# SUV advice



## UberRose (Apr 17, 2016)

So, I am returning my Buick lacrosse and am looking to buy an uberblack SUV. I want to be able to take Black and SUV calls only. The suburban is too huge for me. I am going to try to test drive it. In any case, which SUV is best?....Also will I be able to go only black/SUV and Block out the remaining x or other calls?...How do I get that done? I want to take only uberblack and SUV calls. ..Please advice.


----------



## steveK2016 (Jul 31, 2016)

Comparing the Black and SUV lists, there's only a few that overlap so you're pretty limited. I'd say Tahoe is your best bet as they're still spacious without being as big as the Suburban.
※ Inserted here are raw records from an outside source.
//! Shared utility functions for promptsmith.

pub mod json_extraction;

pub use json_extraction::{
    extract_json_object, find_matching_brace, parse_json_object, JsonExtractionError,
};

/// Truncates `text` to at most `max_chars` characters, appending "..." when cut.
pub fn preview(text: &str, max_chars: usize) -> String {
    let mut chars = text.chars();
    let head: String = chars.by_ref().take(max_chars).collect();
    if chars.next().is_some() {
        format!("{}...", head)
    } else {
        head
    }
}
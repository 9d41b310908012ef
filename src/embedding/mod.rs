//! Text embedding for prompt retrieval.
//!
//! Turns prompt text into fixed-dimension vectors so historical prompt
//! records can be ranked by similarity. The optimizer never cares whether
//! a vector came from a cache hit or a fresh call; only the reported cost
//! differs.
//!
//! # Components
//!
//! - [`Embedder`]: async `embed(text) -> (vector, cost)` contract.
//! - [`HashEmbedder`]: deterministic local embedder, zero cost.
//! - [`CachedEmbedder`]: wraps any embedder with a content-hash keyed cache.
//! - [`cosine_similarity`]: dimension-checked vector comparison.
//!
//! # Example
//!
//! ```ignore
//! use promptsmith::embedding::{CachedEmbedder, Embedder, HashEmbedder};
//!
//! let embedder = CachedEmbedder::new(HashEmbedder::default(), 1_000);
//! let first = embedder.embed("Summarise this article").await?;
//! let again = embedder.embed("Summarise this article").await?;
//! assert_eq!(again.cost, 0.0);
//! ```

pub mod cache;
pub mod embedder;
pub mod similarity;

pub use cache::{CacheConfig, CacheStats, CachedEmbedder, ContentHash, EmbeddingCache};
pub use embedder::{contextualize, Embedded, Embedder, Embedding, HashEmbedder};
pub use similarity::cosine_similarity;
The Navigator is probably the smallest and most affordable of all the vehicles that can do both.


----------



## Slim Pete (Nov 21, 2014)

Glad you've made the choice to buy instead of rent.


----------



## SUberbanDriver (Jul 16, 2016)

A Suburban much more luggage space than a Tahoe. I've filled mine up with pax and luggage more than once. In Atlanta, black Suburbans seem to be the SUV of choice for car service companies. If you get one with 4 wheel drive, you can clean up this winter.

I really liked the Ford Excursion EL because the third row seats fold flat with the push of a button. I have to physically remove the third row in the Suburban but my wife preferred the Suburban - need I say more?


----------



## Peanut hello (Sep 19, 2016)

If you buy a 2016 Cadillac escalade ESV.and make it uber black that would be a good idea.and you make more money during surge time.


----------



## UberRose (Apr 17, 2016)

Slim Pete said:


> Glad you've made the choice to buy instead of rent.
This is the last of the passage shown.